With the exception of a few forays and short adventures, the day job, work on the encyclopedia, and the privilege of being asked to lend creative input for the development of 66 The Mother Road, as well as write feature articles for that publication, consumed the summer. Then, in early October, we embarked our grand adventure (9.5 days to drive to Chicago and back on Route 66, sign books, and gather images for the encyclopedia).
Armed with cases of books, camera gear, luggage, a rental car small enough to fill me with sympathy for canned sardines, and copies of the Route 66 Dining & Lodging Guide published by the National Historic Route 66 Federation and the EZ 66 guide by Jerry McClanahan, we sailed forth on our journey of discovery. Along the way we had lunch with Jerry McClanahan at the Rock Cafe where we met Dawn Welch, signed books with Dave Clark (the legendary Windy City Warrior) in Berwyn, signed books with Riva Echols and Joe Sonderman at the Wagon Wheel Motel in Cuba, Missouri, explored the ruins of the Beacon Hill Motel with Rich Dinkela, Joe Sonderman, and Dean Kennedy, finally was able to see the home of Abraham Lincoln, and met some of the most wonderful people.
As enjoyable as the odyssey was, there were several pivotal moments. We became so enamored with Cuba that we decided this would be the venue for the debut of the Route 66 encyclopedia. This was the first time I had the opportunity to introduce my dearest friend to the wonders of Route 66 between St. Louis and Chicago.

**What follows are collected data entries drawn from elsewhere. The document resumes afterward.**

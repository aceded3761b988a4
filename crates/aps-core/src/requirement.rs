//! 物料需求模型

use rust_decimal::Decimal;
use serde::{Deserialize, Serialize};
use uuid::Uuid;

use crate::ids::{StorageAreaId, WarehouseId};

/// 物料耗用時點
///
/// 決定需求節點在活動時間軸上的位置，以及回推開始日期時
/// 需在耗用點之前完成的活動時段。
#[derive(Debug, Clone, Copy, PartialEq, Eq, Serialize, Deserialize)]
pub enum MaterialUsedTiming {
    /// 整備開始時
    SetupStart,
    /// 整備期間（取中點）
    DuringSetup,
    /// 生產開始時
    ProductionStart,
    /// 逐生產週期
    PerCycle,
    /// 第一個週期
    FirstCycle,
    /// 最後一個週期
    LastCycle,
    /// 後處理開始時
    PostProcessingStart,
    /// 後處理結束時
    PostProcessingEnd,
}

/// 物料需求
///
/// 活動對一種物料的宣告需求，可釘選倉庫/儲區，
/// 並攜帶耗用時點與合格批次代碼等政策。
#[derive(Debug, Clone, Serialize, Deserialize)]
pub struct MaterialRequirement {
    /// 需求ID
    pub id: Uuid,

    /// 物料ID
    pub item_id: String,

    /// 需求數量
    pub qty: Decimal,

    /// 釘選倉庫
    pub warehouse_id: Option<WarehouseId>,

    /// 釘選儲區
    pub storage_area_id: Option<StorageAreaId>,

    /// 直接採購（不做庫存規劃）
    pub buy_direct: bool,

    /// 是否為約束需求（非約束需求可接受缺料）
    pub is_constraint: bool,

    /// 合格批次代碼過濾
    pub allowed_lot_code: Option<String>,

    /// 耗用時點
    pub timing: MaterialUsedTiming,

    /// 是否允許提前期後援
    pub allow_lead_time_fallback: bool,
}

impl MaterialRequirement {
    /// 創建新的物料需求
    pub fn new(item_id: String, qty: Decimal) -> Self {
        Self {
            id: Uuid::new_v4(),
            item_id,
            qty,
            warehouse_id: None,
            storage_area_id: None,
            buy_direct: false,
            is_constraint: true,
            allowed_lot_code: None,
            timing: MaterialUsedTiming::ProductionStart,
            allow_lead_time_fallback: true,
        }
    }

    /// 建構器模式：釘選倉庫
    pub fn with_warehouse(mut self, warehouse_id: WarehouseId) -> Self {
        self.warehouse_id = Some(warehouse_id);
        self
    }

    /// 建構器模式：釘選儲區
    pub fn with_storage_area(mut self, storage_area_id: StorageAreaId) -> Self {
        self.storage_area_id = Some(storage_area_id);
        self
    }

    /// 建構器模式：標記為直接採購
    pub fn as_buy_direct(mut self) -> Self {
        self.buy_direct = true;
        self
    }

    /// 建構器模式：標記為非約束需求
    pub fn as_non_constraint(mut self) -> Self {
        self.is_constraint = false;
        self
    }

    /// 建構器模式：設置合格批次代碼
    pub fn with_allowed_lot_code(mut self, code: String) -> Self {
        self.allowed_lot_code = Some(code);
        self
    }

    /// 建構器模式：設置耗用時點
    pub fn with_timing(mut self, timing: MaterialUsedTiming) -> Self {
        self.timing = timing;
        self
    }

    /// 建構器模式：禁止提前期後援
    pub fn without_lead_time_fallback(mut self) -> Self {
        self.allow_lead_time_fallback = false;
        self
    }
}
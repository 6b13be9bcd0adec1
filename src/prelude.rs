pub use crate::config::StampedeConfiguration;
pub use crate::extract::Selection;
pub use crate::logger::LogFormat;
pub use crate::metrics::{OutcomeRecord, StampedeMetrics};
pub use crate::test_plan::TestPlan;
pub use crate::{Stampede, StampedeError};
//! Functions and structures related to configuring a load test.
//!
//! Stampede is configured at run time by passing in the options and flags defined by the
//! [`StampedeConfiguration`] structure. The shape of the load test itself (users,
//! iterations, actions) lives in the [`TestPlan`](../test_plan/struct.TestPlan.html).

use gumdrop::Options;
use serde::{Deserialize, Serialize};
use simplelog::*;
use std::path::PathBuf;
use std::time::Duration;

use crate::logger::LogFormat;
use crate::test_plan::TestPlan;
use crate::util;
use crate::StampedeError;

/// Number of workers when neither `--concurrency` nor the test plan sets one.
pub const DEFAULT_CONCURRENCY: usize = 20;
/// Capacity of the task queue.
pub const DEFAULT_QUEUE_SIZE: usize = 1_000;
/// Capacity of the results queue.
pub const DEFAULT_RESULTS_QUEUE_SIZE: usize = 10_000;
/// Seconds before a request, connect or TCP exchange times out.
pub const DEFAULT_TIMEOUT: f64 = 60.0;

/// Runtime options available when launching a load test.
///
/// Stampede leverages [`gumdrop`](https://docs.rs/gumdrop/) to derive help from the
/// structure below.
#[derive(Options, Debug, Clone, Default, Serialize, Deserialize)]
#[options(
    help = r#"Stampede replays scripted HTTP, HTTPS and TCP actions with many virtual users.

Usage: stampede [OPTIONS] PLAN

The following runtime options are available:"#
)]
pub struct StampedeConfiguration {
    /// Displays this help
    #[options(short = "h")]
    pub help: bool,
    /// Prints version information
    #[options(short = "V", help = "Prints version information\n")]
    pub version: bool,

    /// The YAML test plan to run
    #[options(free)]
    pub plan: Vec<String>,

    /// Sets how many actions execute at once (default: 20)
    #[options(short = "c", meta = "VALUE")]
    pub concurrency: Option<usize>,
    /// Sets how many tasks can wait to execute (default: 1,000)
    #[options(no_short, meta = "VALUE")]
    pub queue_size: Option<usize>,
    /// Sets how many outcome records can wait to be processed (default: 10,000)
    #[options(no_short, meta = "VALUE")]
    pub results_queue_size: Option<usize>,
    /// Sets per-request timeout, in seconds (default: 60)
    #[options(
        no_short,
        meta = "VALUE",
        // Add a blank line and then a 'Logging:' header after this option
        help = "Sets per-request timeout, in seconds (default: 60)\n\nLogging:"
    )]
    pub timeout: Option<String>,

    /// Sets results log file name
    #[options(short = "R", meta = "NAME")]
    pub results_log: String,
    /// Sets results log format (json, csv, raw)
    #[options(no_short, meta = "FORMAT")]
    pub results_format: Option<LogFormat>,
    /// Enables log file and sets name
    #[options(no_short, meta = "NAME")]
    pub log_file: String,
    /// Increases log file level (-g, -gg, etc)
    #[options(short = "g", count)]
    pub log_level: u8,
    /// Decreases verbosity (-q, -qq, etc)
    #[options(count, short = "q")]
    pub quiet: u8,
    /// Increases verbosity (-v, -vv, etc)
    #[options(
        count,
        short = "v",
        help = "Increases verbosity (-v, -vv, etc)\n\nMetrics:"
    )]
    pub verbose: u8,

    /// Doesn't display metrics at end of load test
    #[options(no_short)]
    pub no_print_metrics: bool,
    /// Displays a table of status codes
    #[options(no_short)]
    pub status_codes: bool,
}

impl StampedeConfiguration {
    /// The plan file named on the command line.
    pub fn plan_file(&self) -> Option<&str> {
        self.plan.first().map(|plan| plan.as_str())
    }

    /// How many workers execute actions: `--concurrency`, then the plan, then the default.
    pub fn concurrency(&self, plan: &TestPlan) -> usize {
        self.concurrency
            .or(plan.concurrency)
            .unwrap_or(DEFAULT_CONCURRENCY)
    }

    pub fn queue_size(&self) -> usize {
        self.queue_size.unwrap_or(DEFAULT_QUEUE_SIZE)
    }

    pub fn results_queue_size(&self) -> usize {
        self.results_queue_size.unwrap_or(DEFAULT_RESULTS_QUEUE_SIZE)
    }

    pub fn results_format(&self) -> LogFormat {
        self.results_format.unwrap_or_default()
    }

    /// The request timeout, invalid values having been rejected by `validate()`.
    pub fn timeout(&self) -> Duration {
        let seconds =
            util::get_float_from_string(self.timeout.clone()).unwrap_or(DEFAULT_TIMEOUT);
        match util::seconds_to_duration(seconds) {
            timeout if timeout.is_zero() => util::seconds_to_duration(DEFAULT_TIMEOUT),
            timeout => timeout,
        }
    }

    /// Reject options that can't be used together or at all.
    pub(crate) fn validate(&self) -> Result<(), StampedeError> {
        // Can't set both --verbose and --quiet.
        if self.verbose > 0 && self.quiet > 0 {
            return Err(StampedeError::InvalidOption {
                option: "`configuration.verbose`".to_string(),
                value: self.verbose.to_string(),
                detail: "`configuration.verbose` can not be set with `configuration.quiet`."
                    .to_string(),
            });
        }

        if self.plan.len() > 1 {
            return Err(StampedeError::InvalidOption {
                option: "PLAN".to_string(),
                value: self.plan.join(" "),
                detail: "Only one test plan can be run at a time.".to_string(),
            });
        }

        if self.concurrency == Some(0) {
            return Err(StampedeError::InvalidOption {
                option: "`configuration.concurrency`".to_string(),
                value: "0".to_string(),
                detail: "`configuration.concurrency` must be set to at least 1.".to_string(),
            });
        }

        if self.queue_size == Some(0) {
            return Err(StampedeError::InvalidOption {
                option: "`configuration.queue_size`".to_string(),
                value: "0".to_string(),
                detail: "`configuration.queue_size` must be set to at least 1.".to_string(),
            });
        }

        if self.results_queue_size == Some(0) {
            return Err(StampedeError::InvalidOption {
                option: "`configuration.results_queue_size`".to_string(),
                value: "0".to_string(),
                detail: "`configuration.results_queue_size` must be set to at least 1."
                    .to_string(),
            });
        }

        // If set, timeout must be greater than zero.
        if let Some(timeout) = self.timeout.as_ref() {
            match util::get_float_from_string(Some(timeout.to_string())) {
                Some(seconds) if seconds.is_finite() && seconds > 0.0 => (),
                _ => {
                    return Err(StampedeError::InvalidOption {
                        option: "`configuration.timeout`".to_string(),
                        value: timeout.to_string(),
                        detail: "`configuration.timeout` must be a number greater than 0."
                            .to_string(),
                    });
                }
            }
        }

        Ok(())
    }

    /// Initialize the logger which writes to standard out and optionally to a log file.
    pub(crate) fn initialize_logger(&self) {
        // Configure debug output level.
        let debug_level = match self.verbose {
            0 => match self.quiet {
                0 => LevelFilter::Info,
                _ => LevelFilter::Warn,
            },
            1 => LevelFilter::Debug,
            _ => LevelFilter::Trace,
        };

        // Configure log file level.
        let log_level = match self.log_level {
            0 => LevelFilter::Warn,
            1 => LevelFilter::Info,
            2 => LevelFilter::Debug,
            _ => LevelFilter::Trace,
        };

        let log_file: Option<PathBuf> = if !self.log_file.is_empty() {
            Some(PathBuf::from(&self.log_file))
        } else {
            None
        };

        let mut loggers: Vec<Box<dyn SharedLogger>> = Vec::new();
        loggers.push(SimpleLogger::new(debug_level, Config::default()));
        if let Some(path) = log_file.as_ref() {
            match std::fs::File::create(path) {
                Ok(file) => loggers.push(WriteLogger::new(log_level, Config::default(), file)),
                Err(e) => eprintln!("failed to create log file {}: {}", path.display(), e),
            }
        }

        match CombinedLogger::init(loggers) {
            Ok(_) => (),
            Err(e) => {
                info!("failed to initialize CombinedLogger: {}", e);
            }
        }
        if let Some(path) = log_file.as_ref() {
            info!("Writing to log file: {}", path.display());
        }

        info!("Output verbosity level: {}", debug_level);
        info!("Logfile verbosity level: {}", log_level);
    }
}

#[cfg(test)]
mod test {
    use super::*;

    fn parse(args: &[&str]) -> StampedeConfiguration {
        StampedeConfiguration::parse_args_default(args).unwrap()
    }

    #[test]
    fn defaults() {
        let configuration = parse(&["plan.yaml"]);
        assert_eq!(configuration.plan_file(), Some("plan.yaml"));
        assert_eq!(configuration.queue_size(), DEFAULT_QUEUE_SIZE);
        assert_eq!(
            configuration.results_queue_size(),
            DEFAULT_RESULTS_QUEUE_SIZE
        );
        assert_eq!(configuration.timeout(), Duration::from_secs(60));
        assert_eq!(configuration.results_format(), LogFormat::Json);
        assert!(configuration.validate().is_ok());

        let plan = TestPlan::from_yaml(
            "users: 1\niterations: 1\nactions:\n  - tcp:\n      address: localhost:1\n",
        )
        .unwrap();
        assert_eq!(configuration.concurrency(&plan), DEFAULT_CONCURRENCY);
    }

    #[test]
    fn options() {
        let configuration = parse(&[
            "-c",
            "4",
            "--queue-size",
            "8",
            "--timeout",
            "2.5",
            "-R",
            "results.csv",
            "--results-format",
            "csv",
            "--status-codes",
            "-vv",
            "plan.yaml",
        ]);
        assert_eq!(configuration.concurrency, Some(4));
        assert_eq!(configuration.queue_size(), 8);
        assert_eq!(configuration.timeout(), Duration::from_millis(2500));
        assert_eq!(configuration.results_log, "results.csv");
        assert_eq!(configuration.results_format(), LogFormat::Csv);
        assert!(configuration.status_codes);
        assert_eq!(configuration.verbose, 2);
        assert!(configuration.validate().is_ok());

        // An unknown format is rejected while parsing.
        assert!(StampedeConfiguration::parse_args_default(&["--results-format", "xml"]).is_err());
    }

    #[test]
    fn concurrency_precedence() {
        let mut plan = TestPlan::from_yaml(
            "users: 1\niterations: 1\nconcurrency: 3\nactions:\n  - tcp:\n      address: localhost:1\n",
        )
        .unwrap();
        // The plan overrides the default.
        assert_eq!(parse(&[]).concurrency(&plan), 3);
        // The command line overrides the plan.
        assert_eq!(parse(&["-c", "7"]).concurrency(&plan), 7);
        plan.concurrency = None;
        assert_eq!(parse(&["-c", "7"]).concurrency(&plan), 7);
    }

    #[test]
    fn invalid_options() {
        assert!(parse(&["-v", "-q"]).validate().is_err());
        assert!(parse(&["-c", "0"]).validate().is_err());
        assert!(parse(&["--queue-size", "0"]).validate().is_err());
        assert!(parse(&["--results-queue-size", "0"]).validate().is_err());
        assert!(parse(&["--timeout", "0"]).validate().is_err());
        assert!(parse(&["--timeout=-1"]).validate().is_err());
        assert!(parse(&["--timeout", "soon"]).validate().is_err());
        assert!(parse(&["a.yaml", "b.yaml"]).validate().is_err());
    }
}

However, the highlight of the trip was a personal one. The gathering of images for the new book as well a few gallery showings marked the first time that my dearest friend and I had fully shared a project as she is a gifted photographer.
The year closed with completion of the text for the encyclopedia, and selection of images graciously provided by Mike Ward, Steve Rider, and Joe Sonderman. The new year commenced with the frustrating and time consuming task of trying to receive a contract for the next project, a task that has yet to bear fruit.
This spring has been a continuation of our grand adventure. Notification was received that demand was exceeding supply and as a result, several appearances were postponed pending reprint of Ghost Towns of Route 66. I was writing regular features for 66 The Mother Road, we were asked to be the photographers for a developing state centennial project, an offer to write catalog entries for Auctions America made by the editor I had worked with at Cars & Parts was accepted, and as a result of a fluke by the publisher, I wrote the captions for the encyclopedia for a second time.
Then in April, Dale Butel of Australian based Route 66 tours asked if I would be willing to surprise his spring tour clients by meeting them at Cadiz Summit in the Mojave Desert and provide them with souvenir copies of my book. This request came on the heels of my agreement to sign copies of Ghost Towns of the Southwest and Ghost Towns of Route 66 at the annual Route 66 Fun Run (where I was privileged to make the acquaintance of author Roger Naylor) , to provide material for a gallery showing at Beale Street Brews & Gallery, and to be a featured author at the KABAM festival.
Now, with a fresh perspective on where I have been, my attention turns toward the future. There is Wheels on 66 in Tucucmcari this June, the International Route 66 Festival in Victorville this August, the launch of the new book in Cuba in October, a visit with our friends Dries and Marion from Holland in June, and, of course, the day job and quest for the next contract and project.
So, am I making progress on my quest? Perhaps, but like a trip on Route 66, getting there is often more fun fun than arriving.